Chinese e-commerce powerhouse Alibaba's began trading on the New York Stock Exchange today in a highly anticipated debut that could raise up to $25 billion.
The company priced its initial public offering of stock Thursday evening at $68 per share, the top end of the expected price range, according to Alibaba. The shares will trade under the ticker "BABA" on the NYSE. The IPO values Alibaba at $167.62 billion. That's bigger than the current market value of companies such as Amazon, Cisco, and eBay.
The company has enjoyed a surge in U.S. popularity over the past two weeks as investors met with executives, including its colorful founder Jack Ma. As part of the so-called roadshow, would-be investors heard a sales pitch that centered on Alibaba's strong revenue growth and seemingly endless possibilities for expansion. Demand has been so high that the company raised its expected offering price to $66 to $68 per share from $60 to $66 per share on Monday, setting the stage for what could be the biggest ever IPO.
Alibaba said it is offering 320.1 million shares for a total offering size of $21.77 billion. Underwriters have a 30-day option to buy up to about 48 million more shares. That means the offering size could be as much as $25 billion.
The main reason investors appear breathless about the 15-year old Alibaba: It offers an investment vehicle that taps into China's burgeoning middle-class.
Alibaba's Taobao, TMall, and other platforms account for some 80 percent of Chinese online commerce. Most of Alibaba's 279 million active buyers visit the sites at least once a month on smartphones and other mobile devices, making the company attractive to investors as computing shifts away from laptop and desktop machines.

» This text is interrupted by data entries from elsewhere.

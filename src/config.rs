use anyhow::Result;
use serde::{Deserialize, Serialize};
use std::path::{Path, PathBuf};

use crate::color::ColorScheme;

#[derive(Debug, Clone, Serialize, Deserialize, Default)]
pub struct Config {
    #[serde(default)]
    pub display: DisplayConfig,
    #[serde(default)]
    pub animation: AnimationConfig,
    #[serde(default)]
    pub text: TextConfig,
}

#[derive(Debug, Clone, Serialize, Deserialize)]
#[serde(default)]
pub struct DisplayConfig {
    /// Simulation updates per second.
    pub fps: u64,
    /// Start the reveal immediately instead of waiting for a key.
    pub autostart: bool,
    pub color_scheme: ColorScheme,
}

#[derive(Debug, Clone, Serialize, Deserialize)]
#[serde(default)]
pub struct AnimationConfig {
    /// Downward acceleration added to each particle's vertical velocity per tick.
    pub gravity: f32,
    /// Seed grid spacing in canvas pixels.
    pub frequency: usize,
    /// Reveal window the deceleration schedule runs over.
    pub duration_ms: u64,
    /// Triangles stay hidden for this long after the reveal starts.
    pub reveal_delay_ms: u64,
    /// Degrees added to the cumulative rotation each frame.
    pub rotation_step: f32,
}

#[derive(Debug, Clone, Serialize, Deserialize)]
#[serde(default)]
pub struct TextConfig {
    /// Message to reveal.
    pub text: String,
    /// Glyph height in canvas pixels (multiple of 8).
    pub font_size: usize,
    /// Vertical advance between wrapped lines, in canvas pixels.
    pub line_height: usize,
}

impl Default for DisplayConfig {
    fn default() -> Self {
        Self {
            fps: 100,
            autostart: false,
            color_scheme: ColorScheme::White,
        }
    }
}

impl Default for AnimationConfig {
    fn default() -> Self {
        Self {
            gravity: 0.0,
            frequency: 5,
            duration_ms: 10_000,
            reveal_delay_ms: 500,
            rotation_step: 5.0,
        }
    }
}

impl Default for TextConfig {
    fn default() -> Self {
        Self {
            text: "Hello, world!".to_string(),
            font_size: 24,
            line_height: 26,
        }
    }
}

impl Config {
    pub fn load(path: &Path) -> Result<Self> {
        let content = std::fs::read_to_string(path)?;
        let config: Config = toml::from_str(&content)?;
        Ok(config)
    }

    /// Get the default XDG config path (~/.config/triveal/config.toml)
    pub fn default_path() -> Option<PathBuf> {
        dirs::config_dir().map(|p| p.join("triveal").join("config.toml"))
    }

    /// Load config from the default XDG path if it exists.
    /// Returns None if the file doesn't exist, warns on parse errors.
    pub fn load_from_default_path() -> Option<Self> {
        let path = Self::default_path()?;
        if path.exists() {
            match Self::load(&path) {
                Ok(config) => Some(config),
                Err(e) => {
                    eprintln!(
                        "Warning: Failed to parse config at {}: {}\nUsing defaults.",
                        path.display(),
                        e
                    );
                    None
                }
            }
        } else {
            None
        }
    }

    /// Initialize a default config file at the XDG path, returns the path.
    pub fn init_default_config() -> Result<PathBuf> {
        let path = Self::default_path()
            .ok_or_else(|| anyhow::anyhow!("Could not determine config directory"))?;

        if let Some(parent) = path.parent() {
            std::fs::create_dir_all(parent)?;
        }

        let template = Self::generate_config_template();
        std::fs::write(&path, template)?;

        Ok(path)
    }

    /// Generate a commented TOML config template
    pub fn generate_config_template() -> String {
        r#"# Triveal Configuration
# This file is auto-generated. Edit as needed.

[display]
# Simulation updates per second
fps = 100
# Start the reveal immediately instead of waiting for a key
autostart = false
# Stroke color scheme: "white", "spectrum", "rainbow", "fire", "ocean"
color_scheme = "white"

[animation]
# Downward acceleration added to particles each tick (0.0 = drift freely)
gravity = 0.0
# Seed grid spacing in canvas pixels; lower = more particles
frequency = 5
# Reveal window in milliseconds; the particle field settles after it
duration_ms = 10000
# Triangles stay hidden for this long after the reveal starts
reveal_delay_ms = 500
# Degrees added to the triangle rotation each frame
rotation_step = 5.0

[text]
# Message to reveal
text = "Hello, world!"
# Glyph height in canvas pixels (multiple of 8)
font_size = 24
# Vertical advance between wrapped lines, in canvas pixels
line_height = 26
"#
        .to_string()
    }

    /// Merge CLI arguments into config (CLI takes priority)
    pub fn merge_args(&mut self, args: &crate::Args) {
        if let Some(fps) = args.fps {
            self.display.fps = fps.max(1);
        }
        if args.autostart {
            self.display.autostart = true;
        }
        if let Some(ref colors) = args.colors {
            self.display.color_scheme = colors.parse().unwrap_or(self.display.color_scheme);
        }

        if let Some(gravity) = args.gravity {
            self.animation.gravity = gravity;
        }
        if let Some(frequency) = args.frequency {
            self.animation.frequency = frequency.max(1);
        }
        if let Some(duration) = args.duration_ms {
            self.animation.duration_ms = duration;
        }

        if let Some(ref text) = args.text {
            self.text.text = text.clone();
        }
        if let Some(size) = args.font_size {
            self.text.font_size = size.max(8);
            self.text.line_height = self.text.line_height.max(size.max(8) + 2);
        }
    }
}

#[cfg(test)]
mod tests {
    use super::*;

    #[test]
    fn template_parses_back_to_the_defaults() {
        let config: Config = toml::from_str(&Config::generate_config_template()).unwrap();
        assert_eq!(config.display.fps, 100);
        assert_eq!(config.display.color_scheme, ColorScheme::White);
        assert_eq!(config.animation.frequency, 5);
        assert_eq!(config.animation.duration_ms, 10_000);
        assert_eq!(config.text.font_size, 24);
    }

    #[test]
    fn partial_config_falls_back_to_defaults() {
        let config: Config = toml::from_str("[animation]\ngravity = 0.5\n").unwrap();
        assert_eq!(config.animation.gravity, 0.5);
        assert_eq!(config.animation.frequency, 5);
        assert_eq!(config.display.fps, 100);
    }

    #[test]
    fn cli_arguments_take_priority() {
        let mut config = Config::default();
        let args = crate::Args {
            text: Some("HI".to_string()),
            config: None,
            frequency: Some(3),
            gravity: Some(0.2),
            duration_ms: None,
            fps: Some(60),
            colors: Some("rainbow".to_string()),
            font_size: None,
            autostart: true,
            init_config: false,
            ctl: None,
        };
        config.merge_args(&args);

        assert_eq!(config.text.text, "HI");
        assert_eq!(config.animation.frequency, 3);
        assert_eq!(config.animation.gravity, 0.2);
        assert_eq!(config.display.fps, 60);
        assert_eq!(config.display.color_scheme, ColorScheme::Rainbow);
        assert!(config.display.autostart);
        // untouched by the CLI
        assert_eq!(config.animation.duration_ms, 10_000);
    }
}
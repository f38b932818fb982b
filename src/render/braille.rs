//! Braille output backend.
//!
//! Each terminal cell covers a 2x4 block of canvas pixels; covered pixels
//! become braille dots, so a W x H character area yields a 2W x 4H canvas.

use ratatui::prelude::*;

use super::Canvas;

/// Braille dot bit for each (dx, dy) position within a 2x4 cell:
/// (0,0)=0x01 (1,0)=0x08
/// (0,1)=0x02 (1,1)=0x10
/// (0,2)=0x04 (1,2)=0x20
/// (0,3)=0x40 (1,3)=0x80
pub const DOT_MAP: [[u8; 4]; 2] = [
    [0x01, 0x02, 0x04, 0x40],
    [0x08, 0x10, 0x20, 0x80],
];

/// Canvas pixels per terminal cell, horizontally.
pub const CELL_W: usize = 2;
/// Canvas pixels per terminal cell, vertically.
pub const CELL_H: usize = 4;

/// Encode one terminal cell's pixel block. Returns the braille character and
/// the color of the last covered pixel, or `None` when the block is empty.
pub fn encode_cell(canvas: &Canvas, cx: usize, cy: usize) -> Option<(char, (u8, u8, u8))> {
    let mut braille: u8 = 0;
    let mut color = None;

    for (dx, col) in DOT_MAP.iter().enumerate() {
        for (dy, &bit) in col.iter().enumerate() {
            let px = cx * CELL_W + dx;
            let py = cy * CELL_H + dy;
            if canvas.is_covered(px, py) {
                braille |= bit;
                let (r, g, b, _) = canvas.get_pixel(px, py);
                color = Some((r, g, b));
            }
        }
    }

    color.map(|c| (char::from_u32(0x2800 + braille as u32).unwrap_or(' '), c))
}

/// Encode the canvas into braille characters and write them into the frame.
pub fn submit(canvas: &Canvas, frame: &mut Frame, area: Rect) {
    let char_w = (canvas.width / CELL_W).min(area.width as usize);
    let char_h = (canvas.height / CELL_H).min(area.height as usize);

    for cy in 0..char_h {
        for cx in 0..char_w {
            if let Some((ch, (r, g, b))) = encode_cell(canvas, cx, cy) {
                let cell = frame
                    .buffer_mut()
                    .cell_mut((area.x + cx as u16, area.y + cy as u16));
                if let Some(cell) = cell {
                    cell.set_char(ch);
                    cell.set_fg(Color::Rgb(r, g, b));
                }
            }
        }
    }
}

#[cfg(test)]
mod tests {
    use super::*;

    #[test]
    fn single_dot_maps_to_its_bit() {
        let mut canvas = Canvas::new(2, 4);
        canvas.put_pixel(0, 0, 255, 255, 255);
        let (ch, color) = encode_cell(&canvas, 0, 0).unwrap();
        assert_eq!(ch, '\u{2801}');
        assert_eq!(color, (255, 255, 255));
    }

    #[test]
    fn full_block_maps_to_all_dots() {
        let mut canvas = Canvas::new(2, 4);
        for y in 0..4 {
            for x in 0..2 {
                canvas.put_pixel(x, y, 200, 100, 50);
            }
        }
        let (ch, _) = encode_cell(&canvas, 0, 0).unwrap();
        assert_eq!(ch, '\u{28FF}');
    }

    #[test]
    fn empty_block_encodes_to_nothing() {
        let canvas = Canvas::new(4, 8);
        assert!(encode_cell(&canvas, 0, 0).is_none());
        assert!(encode_cell(&canvas, 1, 1).is_none());
    }
}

And the growth rate is not expected to mature anytime soon. Online spending by Chinese shoppers is forecast to triple from its 2011 size by 2015. Beyond that, Alibaba has said it plans to expand into emerging markets and eventually, Europe and the U.S.
"There are very few companies that are this big, grow this fast, and are this profitable," said Wedbush analyst Gil Luria.
Alibaba operates an online ecosystem that lets individuals and small businesses buy and sell. It doesn't directly sell anything, compete with its merchants, or hold inventory.
"The business model is really interesting. It's not just an eBay, it's not an Amazon, it's not a Paypal. It's all of that and much more," said Reena Aggarwal, a professor at Georgetown.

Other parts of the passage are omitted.